A partir de cette campagne, un revirement de l’opinion musulmane pourrait s’opérer. Au moins dans les franges militantes de la lutte contre l’islamophobie et les réseaux fréristes. Si elles ne recouvrent pas l’ensemble des milieux musulmans en France, elles sont, quoi qu’il en soit, les mieux organisées et peuvent peser.

Le placement en détention de Tariq Ramadan et la «perte» d’une pièce (la réservation d’un billet d’avion) dans le dossier judiciaire sont à l’origine de ce revirement. Les soutiens du prédicateur les ont habilement exploitées, lançant le thème d’un acharnement médiatique, judiciaire et politique à l’encontre de leur mentor. Bref, ils dénoncent le «deux poids, deux mesures» d’une «chasse aux sorcières raciste», selon les mots de Marwan Muhammad - qui apporte par ailleurs son soutien aux victimes de violences sexuelles. Déjà, sur les réseaux sociaux, certains envisagent l’organisation d’une manifestation.

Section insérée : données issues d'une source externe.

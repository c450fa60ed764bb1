use std::collections::HashMap;
use std::future::Future;
use std::net::{IpAddr, Ipv4Addr, Ipv6Addr};
use std::sync::{Arc, RwLock};

use hickory_resolver::config::ResolverConfig;
use hickory_resolver::name_server::TokioConnectionProvider;
use hickory_resolver::proto::rr::{Name, RecordType};
use hickory_resolver::TokioResolver;

/// DNS failure modes the SPF engine distinguishes. An empty answer is NOT an
/// error: resolvers return `Ok(vec![])` (or `NxDomain`, which the engine
/// treats the same way) and the engine decides whether it counts as a void
/// lookup.
#[derive(Debug, Clone, PartialEq, Eq, thiserror::Error)]
pub enum DnsError {
    /// NXDOMAIN: the name does not exist.
    #[error("domain not found: {0}")]
    NxDomain(String),
    /// The queried name is not a well-formed DNS name.
    #[error("invalid DNS name: {0}")]
    InvalidName(String),
    /// SERVFAIL, timeout, or any other transient condition.
    #[error("temporary DNS failure: {0}")]
    TempFail(String),
}

/// Abstract DNS facade consumed by the evaluator. `resolve_ptr` takes the
/// already-reversed name (see [`reverse_name`]); `resolve_mx` returns
/// exchange target names in answer order with duplicates preserved.
pub trait DnsResolver: Send + Sync {
    fn resolve_txt(&self, name: &str) -> impl Future<Output = Result<Vec<String>, DnsError>> + Send;
    fn resolve_a(&self, name: &str) -> impl Future<Output = Result<Vec<Ipv4Addr>, DnsError>> + Send;
    fn resolve_aaaa(&self, name: &str)
        -> impl Future<Output = Result<Vec<Ipv6Addr>, DnsError>> + Send;
    fn resolve_mx(&self, name: &str) -> impl Future<Output = Result<Vec<String>, DnsError>> + Send;
    fn resolve_ptr(&self, name: &str) -> impl Future<Output = Result<Vec<String>, DnsError>> + Send;
}

/// Build the reverse-mapping name for an address: `d.c.b.a.in-addr.arpa`
/// for IPv4, nibble-reversed `*.ip6.arpa` for IPv6.
pub fn reverse_name(ip: IpAddr) -> String {
    match ip {
        IpAddr::V4(v4) => {
            let o = v4.octets();
            format!("{}.{}.{}.{}.in-addr.arpa", o[3], o[2], o[1], o[0])
        }
        IpAddr::V6(v6) => {
            let mut labels = Vec::with_capacity(32);
            for byte in v6.octets().iter().rev() {
                labels.push(format!("{:x}", byte & 0xf));
                labels.push(format!("{:x}", byte >> 4));
            }
            format!("{}.ip6.arpa", labels.join("."))
        }
    }
}

/// Production resolver backed by hickory.
#[derive(Clone)]
pub struct HickoryResolver {
    resolver: TokioResolver,
}

impl HickoryResolver {
    pub fn new() -> Self {
        let resolver = TokioResolver::builder_with_config(
            ResolverConfig::cloudflare(),
            TokioConnectionProvider::default(),
        )
        .build();
        Self { resolver }
    }
}

impl Default for HickoryResolver {
    fn default() -> Self {
        Self::new()
    }
}

fn parse_name(name: &str) -> Result<Name, DnsError> {
    Name::from_utf8(name).map_err(|e| DnsError::InvalidName(format!("{name}: {e}")))
}

impl DnsResolver for HickoryResolver {
    async fn resolve_txt(&self, name: &str) -> Result<Vec<String>, DnsError> {
        let name = parse_name(name)?;
        match self.resolver.txt_lookup(name).await {
            Ok(lookup) => Ok(lookup
                .iter()
                .map(|txt| {
                    txt.txt_data()
                        .iter()
                        .map(|part| String::from_utf8_lossy(part))
                        .collect::<String>()
                })
                .collect()),
            Err(e) if e.is_no_records_found() => Ok(Vec::new()),
            Err(e) if e.is_nx_domain() => Err(DnsError::NxDomain(e.to_string())),
            Err(e) => Err(DnsError::TempFail(e.to_string())),
        }
    }

    async fn resolve_a(&self, name: &str) -> Result<Vec<Ipv4Addr>, DnsError> {
        let name = parse_name(name)?;
        match self.resolver.ipv4_lookup(name).await {
            Ok(lookup) => Ok(lookup.iter().map(|a| a.0).collect()),
            Err(e) if e.is_no_records_found() => Ok(Vec::new()),
            Err(e) if e.is_nx_domain() => Err(DnsError::NxDomain(e.to_string())),
            Err(e) => Err(DnsError::TempFail(e.to_string())),
        }
    }

    async fn resolve_aaaa(&self, name: &str) -> Result<Vec<Ipv6Addr>, DnsError> {
        let name = parse_name(name)?;
        match self.resolver.ipv6_lookup(name).await {
            Ok(lookup) => Ok(lookup.iter().map(|a| a.0).collect()),
            Err(e) if e.is_no_records_found() => Ok(Vec::new()),
            Err(e) if e.is_nx_domain() => Err(DnsError::NxDomain(e.to_string())),
            Err(e) => Err(DnsError::TempFail(e.to_string())),
        }
    }

    async fn resolve_mx(&self, name: &str) -> Result<Vec<String>, DnsError> {
        let name = parse_name(name)?;
        match self.resolver.mx_lookup(name).await {
            Ok(lookup) => Ok(lookup
                .iter()
                .map(|mx| {
                    let target = mx.exchange().to_utf8();
                    target.strip_suffix('.').unwrap_or(&target).to_string()
                })
                .collect()),
            Err(e) if e.is_no_records_found() => Ok(Vec::new()),
            Err(e) if e.is_nx_domain() => Err(DnsError::NxDomain(e.to_string())),
            Err(e) => Err(DnsError::TempFail(e.to_string())),
        }
    }

    async fn resolve_ptr(&self, name: &str) -> Result<Vec<String>, DnsError> {
        let name = parse_name(name)?;
        match self.resolver.lookup(name, RecordType::PTR).await {
            Ok(lookup) => Ok(lookup
                .iter()
                .filter_map(|rdata| rdata.as_ptr())
                .map(|ptr| {
                    let target = ptr.0.to_utf8();
                    target.strip_suffix('.').unwrap_or(&target).to_string()
                })
                .collect()),
            Err(e) if e.is_no_records_found() => Ok(Vec::new()),
            Err(e) if e.is_nx_domain() => Err(DnsError::NxDomain(e.to_string())),
            Err(e) => Err(DnsError::TempFail(e.to_string())),
        }
    }
}

type Zone<T> = Arc<RwLock<HashMap<String, Result<Vec<T>, DnsError>>>>;

/// In-memory resolver for tests. Records are appended per name; an injected
/// error replaces whatever was seeded for that name. Unconfigured names
/// resolve to NXDOMAIN.
#[derive(Clone, Default)]
pub struct MockResolver {
    txt_records: Zone<String>,
    a_records: Zone<Ipv4Addr>,
    aaaa_records: Zone<Ipv6Addr>,
    mx_records: Zone<String>,
    ptr_records: Zone<String>,
}

fn add_record<T>(zone: &Zone<T>, name: &str, value: T) {
    let mut zone = zone.write().unwrap();
    match zone.entry(name.to_lowercase()).or_insert_with(|| Ok(Vec::new())) {
        Ok(values) => values.push(value),
        Err(_) => {}
    }
}

fn query<T: Clone>(zone: &Zone<T>, name: &str) -> Result<Vec<T>, DnsError> {
    zone.read()
        .unwrap()
        .get(&name.to_lowercase())
        .cloned()
        .unwrap_or_else(|| Err(DnsError::NxDomain(name.to_string())))
}

impl MockResolver {
    pub fn new() -> Self {
        Self::default()
    }

    pub fn txt(&self, name: &str, record: &str) -> &Self {
        add_record(&self.txt_records, name, record.to_string());
        self
    }

    pub fn a(&self, name: &str, addr: &str) -> &Self {
        add_record(&self.a_records, name, addr.parse().expect("IPv4 literal"));
        self
    }

    pub fn aaaa(&self, name: &str, addr: &str) -> &Self {
        add_record(&self.aaaa_records, name, addr.parse().expect("IPv6 literal"));
        self
    }

    pub fn mx(&self, name: &str, exchange: &str) -> &Self {
        add_record(&self.mx_records, name, exchange.to_string());
        self
    }

    pub fn ptr(&self, reverse: &str, target: &str) -> &Self {
        add_record(&self.ptr_records, reverse, target.to_string());
        self
    }

    pub fn fail_txt(&self, name: &str, err: DnsError) -> &Self {
        self.txt_records.write().unwrap().insert(name.to_lowercase(), Err(err));
        self
    }

    pub fn fail_a(&self, name: &str, err: DnsError) -> &Self {
        self.a_records.write().unwrap().insert(name.to_lowercase(), Err(err));
        self
    }

    pub fn fail_aaaa(&self, name: &str, err: DnsError) -> &Self {
        self.aaaa_records.write().unwrap().insert(name.to_lowercase(), Err(err));
        self
    }

    pub fn fail_mx(&self, name: &str, err: DnsError) -> &Self {
        self.mx_records.write().unwrap().insert(name.to_lowercase(), Err(err));
        self
    }

    pub fn fail_ptr(&self, reverse: &str, err: DnsError) -> &Self {
        self.ptr_records.write().unwrap().insert(reverse.to_lowercase(), Err(err));
        self
    }
}

impl DnsResolver for MockResolver {
    async fn resolve_txt(&self, name: &str) -> Result<Vec<String>, DnsError> {
        query(&self.txt_records, name)
    }

    async fn resolve_a(&self, name: &str) -> Result<Vec<Ipv4Addr>, DnsError> {
        query(&self.a_records, name)
    }

    async fn resolve_aaaa(&self, name: &str) -> Result<Vec<Ipv6Addr>, DnsError> {
        query(&self.aaaa_records, name)
    }

    async fn resolve_mx(&self, name: &str) -> Result<Vec<String>, DnsError> {
        query(&self.mx_records, name)
    }

    async fn resolve_ptr(&self, name: &str) -> Result<Vec<String>, DnsError> {
        query(&self.ptr_records, name)
    }
}

#[cfg(test)]
mod tests {
    use super::*;

    #[test]
    fn reverse_name_v4() {
        assert_eq!(reverse_name("1.2.3.4".parse().unwrap()), "4.3.2.1.in-addr.arpa");
    }

    #[test]
    fn reverse_name_v6() {
        assert_eq!(
            reverse_name("1234:5678::90ab:cd3f".parse().unwrap()),
            "f.3.d.c.b.a.0.9.0.0.0.0.0.0.0.0.0.0.0.0.0.0.0.0.8.7.6.5.4.3.2.1.ip6.arpa"
        );
    }

    #[tokio::test]
    async fn mock_appends_records_per_name() {
        let dns = MockResolver::new();
        dns.txt("example.com", "one").txt("example.com", "two");
        assert_eq!(
            dns.resolve_txt("EXAMPLE.com").await.unwrap(),
            vec!["one".to_string(), "two".to_string()]
        );
    }

    #[tokio::test]
    async fn mock_unconfigured_name_is_nxdomain() {
        let dns = MockResolver::new();
        assert!(matches!(
            dns.resolve_a("missing.example.com").await,
            Err(DnsError::NxDomain(_))
        ));
    }

    #[tokio::test]
    async fn mock_error_injection_wins() {
        let dns = MockResolver::new();
        dns.txt("example.com", "v=spf1 -all");
        dns.fail_txt("example.com", DnsError::TempFail("injected".into()));
        assert!(matches!(
            dns.resolve_txt("example.com").await,
            Err(DnsError::TempFail(_))
        ));
    }

    #[tokio::test]
    async fn mock_mx_preserves_order_and_duplicates() {
        let dns = MockResolver::new();
        dns.mx("example.com", "b.example.com")
            .mx("example.com", "a.example.com")
            .mx("example.com", "b.example.com");
        assert_eq!(
            dns.resolve_mx("example.com").await.unwrap(),
            vec!["b.example.com", "a.example.com", "b.example.com"]
        );
    }
}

Pour obtenir la remise en liberté sous contrôle judiciaire de leur client, les avocats de Ramadan ont proposé jeudi la remise de son passeport suisse, un pointage quotidien au commissariat, une interdiction de quitter le territoire et le versement d’une caution de 50 000 euros. A défaut d’obtenir satisfaction, ils auront remis une pièce dans la machine sur le thème de l’acharnement judiciaire.